Recently I’ve received an e-mail about this post titled “Open IaaS Platform Comparison (2nd part)” from Mr. Marten Mickos, CEO of Eucalyptus Systems, clarifying or amending some of my comments that I should publish. I quote its words:
Comments from Eucalyptus:
- We agree that the API abstractions of Amazon Web Services have become a de facto standard in the cloud world. More than that, the AWS ecosystem is the most important driving force in software development for cloud today.
- Eucalyptus has the most complete AWS compatibility and is the only vendor to work in partnership with Amazon Web Services on API compatibility.
- Eucalyptus has a range of advanced storage services including Walrus (compatible with S3), EBS and JBOD.
- The Network World comparison is radically outdated and partly incorrect.
- It is based on Eucalyptus 2.0 which was shipped in 2010. Since then, Eucalyptus has gone through three major product generations – 3.0, 3.1 and now 3.2. – and added significant functionality such as HA, IAM, a new user console, etc.
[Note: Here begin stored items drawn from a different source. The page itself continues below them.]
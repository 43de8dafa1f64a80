use crate::error::{ParseGenderSnafu, RollcallError};
use serde::{Deserialize, Serialize};
use std::{fmt, str::FromStr};

/// A student as returned by the remote API. Every field is always present
/// once a record has come back from the list endpoint; `id` is assigned by
/// the server and never changes.
#[derive(Clone, Debug, PartialEq, Eq, Serialize, Deserialize)]
#[serde(rename_all = "camelCase")]
pub struct Student {
    pub id: i64,
    pub first_name: String,
    pub last_name: String,
    pub email: String,
    pub gender: Gender,
}

#[derive(Copy, Clone, Debug, PartialEq, Eq, Serialize, Deserialize)]
#[serde(rename_all = "UPPERCASE")]
pub enum Gender {
    Male,
    Female,
    Other,
}

impl Gender {
    pub const ALL: [Self; 3] = [Self::Male, Self::Female, Self::Other];

    pub const fn as_str(self) -> &'static str {
        match self {
            Self::Male => "MALE",
            Self::Female => "FEMALE",
            Self::Other => "OTHER",
        }
    }
}

impl fmt::Display for Gender {
    fn fmt(&self, f: &mut fmt::Formatter<'_>) -> fmt::Result {
        f.write_str(self.as_str())
    }
}

impl FromStr for Gender {
    type Err = RollcallError;

    fn from_str(s: &str) -> Result<Self, Self::Err> {
        match s {
            "MALE" => Ok(Self::Male),
            "FEMALE" => Ok(Self::Female),
            "OTHER" => Ok(Self::Other),
            original => ParseGenderSnafu { original }.fail(),
        }
    }
}

/// Creation payload for the remote API. The server assigns the id.
#[derive(Clone, Debug, Serialize, Deserialize)]
#[serde(rename_all = "camelCase")]
pub struct NewStudent {
    pub first_name: String,
    pub last_name: String,
    pub email: String,
    pub gender: Gender,
}

/// Raw creation form input, before presence validation. Everything arrives
/// as text so partially filled forms can be re-rendered with the entered
/// values intact.
#[derive(Clone, Debug, Default, Deserialize)]
pub struct StudentFormInput {
    #[serde(default)]
    pub first_name: String,
    #[serde(default)]
    pub last_name: String,
    #[serde(default)]
    pub email: String,
    #[serde(default)]
    pub gender: String,
}

impl StudentFormInput {
    /// Names every required field left blank, in display order. Presence is
    /// the only check made here; format validation belongs to the server.
    pub fn missing_fields(&self) -> Vec<&'static str> {
        let mut missing = Vec::new();
        if self.first_name.trim().is_empty() {
            missing.push("First Name");
        }
        if self.last_name.trim().is_empty() {
            missing.push("Last Name");
        }
        if self.email.trim().is_empty() {
            missing.push("Email");
        }
        if self.gender.trim().is_empty() {
            missing.push("Gender");
        }
        missing
    }

    pub fn into_new_student(self) -> Result<NewStudent, RollcallError> {
        Ok(NewStudent {
            gender: self.gender.parse()?,
            first_name: self.first_name,
            last_name: self.last_name,
            email: self.email,
        })
    }
}

/// Derive the avatar badge text from a first name.
///
/// `None` means "render the generic placeholder icon". A single word gives
/// its first character; anything with internal whitespace gives the first
/// character of the trimmed text followed by its *last character* (not the
/// last word's first character). That quirk is deliberate and load-bearing
/// for existing users, so keep it.
pub fn avatar_label(name: &str) -> Option<String> {
    let trimmed = name.trim();
    if trimmed.is_empty() {
        return None;
    }

    let mut tokens = trimmed.split_whitespace();
    let first = tokens.next()?;
    let first_char = first.chars().next()?;

    if tokens.next().is_none() {
        return Some(first_char.to_string());
    }

    let last_char = trimmed.chars().next_back()?;
    Some(format!("{first_char}{last_char}"))
}

#[cfg(test)]
mod tests {
    use super::*;

    #[test]
    fn avatar_blank_names_get_the_placeholder() {
        assert_eq!(avatar_label(""), None);
        assert_eq!(avatar_label("   "), None);
        assert_eq!(avatar_label("\t\n"), None);
    }

    #[test]
    fn avatar_single_token_uses_only_the_first_character() {
        // "Ada" is one token, so the badge is "A" and never "Aa".
        assert_eq!(avatar_label("Ada").as_deref(), Some("A"));
        assert_eq!(avatar_label("  Ada  ").as_deref(), Some("A"));
        assert_eq!(avatar_label("x").as_deref(), Some("x"));
    }

    #[test]
    fn avatar_multi_token_appends_the_last_character_of_the_whole_name() {
        // Last character of the trimmed text, not of the last token's start.
        assert_eq!(avatar_label("Ada Mae").as_deref(), Some("Ae"));
        assert_eq!(avatar_label("Jean Luc Picard").as_deref(), Some("Jd"));
        assert_eq!(avatar_label("  Mary  Jane ").as_deref(), Some("Me"));
    }

    #[test]
    fn avatar_handles_multibyte_names() {
        assert_eq!(avatar_label("Åsa").as_deref(), Some("Å"));
        assert_eq!(avatar_label("Åsa Öst").as_deref(), Some("Åt"));
    }

    #[test]
    fn gender_wire_names_are_uppercase() {
        assert_eq!(serde_json::to_string(&Gender::Female).unwrap(), "\"FEMALE\"");
        assert_eq!("OTHER".parse::<Gender>().unwrap(), Gender::Other);
        assert!("other".parse::<Gender>().is_err());
    }

    #[test]
    fn student_uses_camel_case_wire_names() {
        let student: Student = serde_json::from_str(
            r#"{"id":1,"firstName":"Ada","lastName":"Lovelace","email":"a@x.com","gender":"FEMALE"}"#,
        )
        .unwrap();
        assert_eq!(student.id, 1);
        assert_eq!(student.first_name, "Ada");
        assert_eq!(student.gender, Gender::Female);

        let json = serde_json::to_value(&student).unwrap();
        assert_eq!(json["firstName"], "Ada");
        assert_eq!(json["lastName"], "Lovelace");
    }

    #[test]
    fn missing_fields_names_every_blank_field() {
        let input = StudentFormInput {
            first_name: "  ".to_string(),
            last_name: "Lovelace".to_string(),
            email: String::new(),
            gender: "FEMALE".to_string(),
        };
        assert_eq!(input.missing_fields(), vec!["First Name", "Email"]);

        assert_eq!(
            StudentFormInput::default().missing_fields(),
            vec!["First Name", "Last Name", "Email", "Gender"]
        );
    }

    #[test]
    fn complete_input_converts_to_a_creation_payload() {
        let input = StudentFormInput {
            first_name: "Ada".to_string(),
            last_name: "Lovelace".to_string(),
            email: "a@x.com".to_string(),
            gender: "FEMALE".to_string(),
        };
        assert!(input.missing_fields().is_empty());

        let new_student = input.into_new_student().unwrap();
        assert_eq!(new_student.gender, Gender::Female);
        assert_eq!(new_student.first_name, "Ada");
    }
}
- Generally, Eucalyptus stands out in a comparison with the other 3 open source cloud platforms as the one that is AWS API compatible and the one that has taken productization the farthest. Therefore, it is the fastest path to a functioning hybrid cloud.
And my own comments about Eucalyptus clarifications or amendments are:
- I’ve let out OpenNebula in this second part of comparison (but not in the first one, referred also in the blog) only because I use (that I clearly stated that it was copied from “Network World”) a table done by other (I mentioned Mr. Vadim Truksha) that unfortunately does not include OpenNebula.
- The same reason was the cause for referring Eucalyptus 2.0.3 and no to the current version. Actually I noted in the posted that the comparison table was done 7 months ago roughly.
- About some of their words about AWS I fully agree too. In fact in my aforesaid post I argue the same ideas but in other words:
- AWS – holds 70 percent of the IaaS; by the way we should be honest and thank Amazon for popularizing IaaS and making it affordable, accessible, and broadly relevant to the current IT market, and for keep innovating about.
- AWS APIs are becoming, in some way, a “de facto” standard since other vendors declare to be compatible with.
- Besides, I also said that Eucalyptus signed an agreement with Amazon in 2012, that it also made it easier for Eucalyptus to bill their product as the natural partner to Amazon’s offerings
Of course, I’ve not doubts about Mr. Mickos corrections about Eucalyptus’ product, so I beg its pardon about the possible inconvenient and I’m publishing this note in different ways and media to solve the problem.
Finally I want to thanks Mr. Mickos a lot for spending its time reading my blog and sending its clarifying words, given me the opportunity of correcting and improving my blog.